### Instructions to follow:
Below is a listing. Gather each line of it that contains "logging".

### Data records:
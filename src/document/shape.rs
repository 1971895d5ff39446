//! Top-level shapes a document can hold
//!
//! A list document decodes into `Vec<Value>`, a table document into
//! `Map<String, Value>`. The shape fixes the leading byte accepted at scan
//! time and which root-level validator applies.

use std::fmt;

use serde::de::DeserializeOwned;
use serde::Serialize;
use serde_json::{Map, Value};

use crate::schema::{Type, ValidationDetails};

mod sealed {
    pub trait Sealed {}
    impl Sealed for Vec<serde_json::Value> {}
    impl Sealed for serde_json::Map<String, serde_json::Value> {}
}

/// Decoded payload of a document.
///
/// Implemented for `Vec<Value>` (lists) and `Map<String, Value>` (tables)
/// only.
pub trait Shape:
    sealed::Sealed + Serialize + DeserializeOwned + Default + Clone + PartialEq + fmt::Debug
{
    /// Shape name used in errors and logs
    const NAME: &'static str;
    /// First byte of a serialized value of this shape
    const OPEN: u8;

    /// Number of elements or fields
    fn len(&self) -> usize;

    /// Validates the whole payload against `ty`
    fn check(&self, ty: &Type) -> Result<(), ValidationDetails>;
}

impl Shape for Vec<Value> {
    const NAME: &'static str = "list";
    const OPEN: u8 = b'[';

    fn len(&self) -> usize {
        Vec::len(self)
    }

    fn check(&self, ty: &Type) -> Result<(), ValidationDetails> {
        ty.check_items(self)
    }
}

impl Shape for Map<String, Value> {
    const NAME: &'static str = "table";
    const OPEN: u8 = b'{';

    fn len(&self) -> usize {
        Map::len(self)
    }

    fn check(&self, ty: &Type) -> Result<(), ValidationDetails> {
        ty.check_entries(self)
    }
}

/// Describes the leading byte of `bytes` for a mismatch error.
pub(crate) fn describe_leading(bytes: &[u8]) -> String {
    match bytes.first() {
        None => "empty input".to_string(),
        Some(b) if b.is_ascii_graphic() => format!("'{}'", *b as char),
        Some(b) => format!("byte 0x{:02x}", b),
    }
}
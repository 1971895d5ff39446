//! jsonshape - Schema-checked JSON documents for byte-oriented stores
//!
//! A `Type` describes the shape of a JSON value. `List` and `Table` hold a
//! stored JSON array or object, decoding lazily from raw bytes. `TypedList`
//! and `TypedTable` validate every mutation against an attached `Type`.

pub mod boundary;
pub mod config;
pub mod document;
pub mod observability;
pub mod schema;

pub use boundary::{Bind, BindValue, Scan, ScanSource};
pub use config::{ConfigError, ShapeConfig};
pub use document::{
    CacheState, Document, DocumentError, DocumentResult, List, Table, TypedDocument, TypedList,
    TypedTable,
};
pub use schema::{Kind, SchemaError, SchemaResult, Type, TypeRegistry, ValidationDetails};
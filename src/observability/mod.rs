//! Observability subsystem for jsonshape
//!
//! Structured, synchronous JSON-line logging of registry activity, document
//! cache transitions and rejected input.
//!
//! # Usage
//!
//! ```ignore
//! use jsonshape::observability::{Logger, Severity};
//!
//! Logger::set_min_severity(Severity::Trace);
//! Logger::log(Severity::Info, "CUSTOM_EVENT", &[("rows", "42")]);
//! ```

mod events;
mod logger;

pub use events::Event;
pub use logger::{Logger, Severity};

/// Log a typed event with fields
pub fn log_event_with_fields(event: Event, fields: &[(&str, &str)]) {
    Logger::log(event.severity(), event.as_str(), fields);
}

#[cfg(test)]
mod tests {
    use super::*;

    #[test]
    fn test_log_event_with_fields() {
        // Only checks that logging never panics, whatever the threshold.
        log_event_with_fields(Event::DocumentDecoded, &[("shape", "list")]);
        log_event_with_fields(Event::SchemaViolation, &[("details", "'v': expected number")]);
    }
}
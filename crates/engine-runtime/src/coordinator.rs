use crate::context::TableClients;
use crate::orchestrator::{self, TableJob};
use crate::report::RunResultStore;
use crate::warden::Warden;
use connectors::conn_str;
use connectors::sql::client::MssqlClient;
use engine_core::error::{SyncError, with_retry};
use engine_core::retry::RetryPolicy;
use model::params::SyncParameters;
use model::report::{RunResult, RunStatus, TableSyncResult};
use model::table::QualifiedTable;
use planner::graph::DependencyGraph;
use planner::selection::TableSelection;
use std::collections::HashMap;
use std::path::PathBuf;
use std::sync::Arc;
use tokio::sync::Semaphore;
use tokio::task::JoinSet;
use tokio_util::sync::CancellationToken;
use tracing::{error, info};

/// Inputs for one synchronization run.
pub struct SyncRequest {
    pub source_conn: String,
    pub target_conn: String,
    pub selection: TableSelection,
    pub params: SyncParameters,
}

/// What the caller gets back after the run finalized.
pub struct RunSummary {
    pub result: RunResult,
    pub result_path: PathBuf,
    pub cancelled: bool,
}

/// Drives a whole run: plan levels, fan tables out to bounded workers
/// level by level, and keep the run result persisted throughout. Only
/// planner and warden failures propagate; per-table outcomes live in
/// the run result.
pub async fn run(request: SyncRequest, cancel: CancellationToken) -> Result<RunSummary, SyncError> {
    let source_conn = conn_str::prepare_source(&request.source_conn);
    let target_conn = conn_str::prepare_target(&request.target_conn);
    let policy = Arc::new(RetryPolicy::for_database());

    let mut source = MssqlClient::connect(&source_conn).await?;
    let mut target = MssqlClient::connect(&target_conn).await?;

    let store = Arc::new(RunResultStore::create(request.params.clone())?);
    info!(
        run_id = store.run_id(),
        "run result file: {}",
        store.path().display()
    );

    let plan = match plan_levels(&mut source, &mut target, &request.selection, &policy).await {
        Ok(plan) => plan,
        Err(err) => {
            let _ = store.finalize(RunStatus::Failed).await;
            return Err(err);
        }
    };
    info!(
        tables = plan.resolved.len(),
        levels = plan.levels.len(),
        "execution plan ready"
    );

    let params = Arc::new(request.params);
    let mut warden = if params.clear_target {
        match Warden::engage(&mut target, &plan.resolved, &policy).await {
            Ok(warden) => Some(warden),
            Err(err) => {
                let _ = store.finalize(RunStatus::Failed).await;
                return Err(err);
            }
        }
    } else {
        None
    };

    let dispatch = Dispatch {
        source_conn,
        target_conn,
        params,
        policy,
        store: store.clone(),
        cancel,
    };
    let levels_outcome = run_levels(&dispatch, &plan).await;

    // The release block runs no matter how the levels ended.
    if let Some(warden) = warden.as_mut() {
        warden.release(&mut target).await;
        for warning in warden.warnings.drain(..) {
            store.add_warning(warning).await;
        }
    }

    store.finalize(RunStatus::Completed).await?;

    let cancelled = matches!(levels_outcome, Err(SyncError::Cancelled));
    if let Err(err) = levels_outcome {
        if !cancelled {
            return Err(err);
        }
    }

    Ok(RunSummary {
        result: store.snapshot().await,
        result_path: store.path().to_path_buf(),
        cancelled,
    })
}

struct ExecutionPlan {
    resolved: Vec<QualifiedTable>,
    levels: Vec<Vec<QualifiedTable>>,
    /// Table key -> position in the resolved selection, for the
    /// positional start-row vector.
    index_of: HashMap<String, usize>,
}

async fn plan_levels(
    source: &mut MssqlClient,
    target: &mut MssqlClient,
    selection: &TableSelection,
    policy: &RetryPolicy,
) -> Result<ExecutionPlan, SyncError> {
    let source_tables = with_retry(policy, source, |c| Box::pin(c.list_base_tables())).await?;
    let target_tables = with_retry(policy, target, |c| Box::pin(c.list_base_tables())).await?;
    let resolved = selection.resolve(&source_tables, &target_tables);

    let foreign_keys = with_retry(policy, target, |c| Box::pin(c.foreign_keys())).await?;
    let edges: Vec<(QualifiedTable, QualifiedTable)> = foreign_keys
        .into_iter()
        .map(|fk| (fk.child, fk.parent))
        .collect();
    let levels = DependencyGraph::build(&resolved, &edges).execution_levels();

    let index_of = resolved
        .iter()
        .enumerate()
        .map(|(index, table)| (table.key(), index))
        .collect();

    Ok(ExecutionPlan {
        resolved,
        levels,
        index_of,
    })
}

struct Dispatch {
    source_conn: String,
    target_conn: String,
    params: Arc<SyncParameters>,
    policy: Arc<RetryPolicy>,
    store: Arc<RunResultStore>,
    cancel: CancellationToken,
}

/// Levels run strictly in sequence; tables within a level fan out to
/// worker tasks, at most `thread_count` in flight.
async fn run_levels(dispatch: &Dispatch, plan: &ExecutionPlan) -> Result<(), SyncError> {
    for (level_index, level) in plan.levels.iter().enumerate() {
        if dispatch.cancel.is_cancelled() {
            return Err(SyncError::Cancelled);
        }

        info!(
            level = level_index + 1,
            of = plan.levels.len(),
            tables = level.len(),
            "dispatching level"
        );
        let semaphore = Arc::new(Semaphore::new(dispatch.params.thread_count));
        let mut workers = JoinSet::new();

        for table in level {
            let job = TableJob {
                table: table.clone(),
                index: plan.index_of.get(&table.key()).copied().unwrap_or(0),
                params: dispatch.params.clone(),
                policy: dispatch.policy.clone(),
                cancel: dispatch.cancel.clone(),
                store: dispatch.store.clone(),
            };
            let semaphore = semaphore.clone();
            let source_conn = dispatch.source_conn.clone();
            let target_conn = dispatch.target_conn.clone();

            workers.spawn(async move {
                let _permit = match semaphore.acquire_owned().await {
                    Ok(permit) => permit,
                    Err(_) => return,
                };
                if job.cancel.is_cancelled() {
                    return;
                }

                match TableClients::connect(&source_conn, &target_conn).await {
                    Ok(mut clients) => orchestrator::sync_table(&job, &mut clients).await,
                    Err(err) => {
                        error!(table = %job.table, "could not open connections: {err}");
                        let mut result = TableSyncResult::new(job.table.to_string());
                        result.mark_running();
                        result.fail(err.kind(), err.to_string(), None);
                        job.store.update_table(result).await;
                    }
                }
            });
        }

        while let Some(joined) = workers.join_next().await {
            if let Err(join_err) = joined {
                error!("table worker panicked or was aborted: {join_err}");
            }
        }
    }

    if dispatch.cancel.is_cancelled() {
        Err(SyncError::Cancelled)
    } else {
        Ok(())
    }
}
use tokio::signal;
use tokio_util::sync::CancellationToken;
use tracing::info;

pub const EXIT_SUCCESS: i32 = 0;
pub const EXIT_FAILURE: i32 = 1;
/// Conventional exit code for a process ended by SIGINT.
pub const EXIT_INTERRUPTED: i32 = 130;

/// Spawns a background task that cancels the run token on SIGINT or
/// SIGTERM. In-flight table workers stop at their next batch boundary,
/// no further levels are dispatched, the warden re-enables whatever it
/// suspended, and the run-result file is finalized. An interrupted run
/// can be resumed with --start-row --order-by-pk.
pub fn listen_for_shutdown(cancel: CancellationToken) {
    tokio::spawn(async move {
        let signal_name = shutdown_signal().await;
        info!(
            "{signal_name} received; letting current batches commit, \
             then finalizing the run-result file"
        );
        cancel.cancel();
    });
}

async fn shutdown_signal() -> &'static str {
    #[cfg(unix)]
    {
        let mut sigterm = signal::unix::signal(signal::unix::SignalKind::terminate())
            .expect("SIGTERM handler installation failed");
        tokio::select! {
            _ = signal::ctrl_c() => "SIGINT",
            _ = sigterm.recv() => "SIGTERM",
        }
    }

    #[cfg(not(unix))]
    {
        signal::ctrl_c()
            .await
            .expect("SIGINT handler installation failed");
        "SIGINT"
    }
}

---

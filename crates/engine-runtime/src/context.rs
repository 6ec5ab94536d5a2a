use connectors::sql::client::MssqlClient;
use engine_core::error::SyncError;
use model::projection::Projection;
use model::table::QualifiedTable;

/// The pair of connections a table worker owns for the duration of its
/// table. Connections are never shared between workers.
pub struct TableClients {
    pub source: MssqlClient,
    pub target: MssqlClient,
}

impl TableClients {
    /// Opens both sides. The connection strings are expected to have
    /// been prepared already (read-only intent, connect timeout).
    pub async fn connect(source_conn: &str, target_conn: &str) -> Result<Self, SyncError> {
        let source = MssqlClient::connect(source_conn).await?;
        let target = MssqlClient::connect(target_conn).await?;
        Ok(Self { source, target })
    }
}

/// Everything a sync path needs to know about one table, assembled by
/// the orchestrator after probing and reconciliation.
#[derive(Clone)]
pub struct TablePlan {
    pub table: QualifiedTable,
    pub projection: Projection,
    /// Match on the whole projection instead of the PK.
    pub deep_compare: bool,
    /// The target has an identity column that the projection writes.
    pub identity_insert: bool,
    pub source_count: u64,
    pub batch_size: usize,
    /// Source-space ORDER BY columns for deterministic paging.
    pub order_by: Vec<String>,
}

### Exercise response:
//! Structured, synchronous JSON-line logging of registry activity, document
        // Only checks that logging never panics, whatever the threshold.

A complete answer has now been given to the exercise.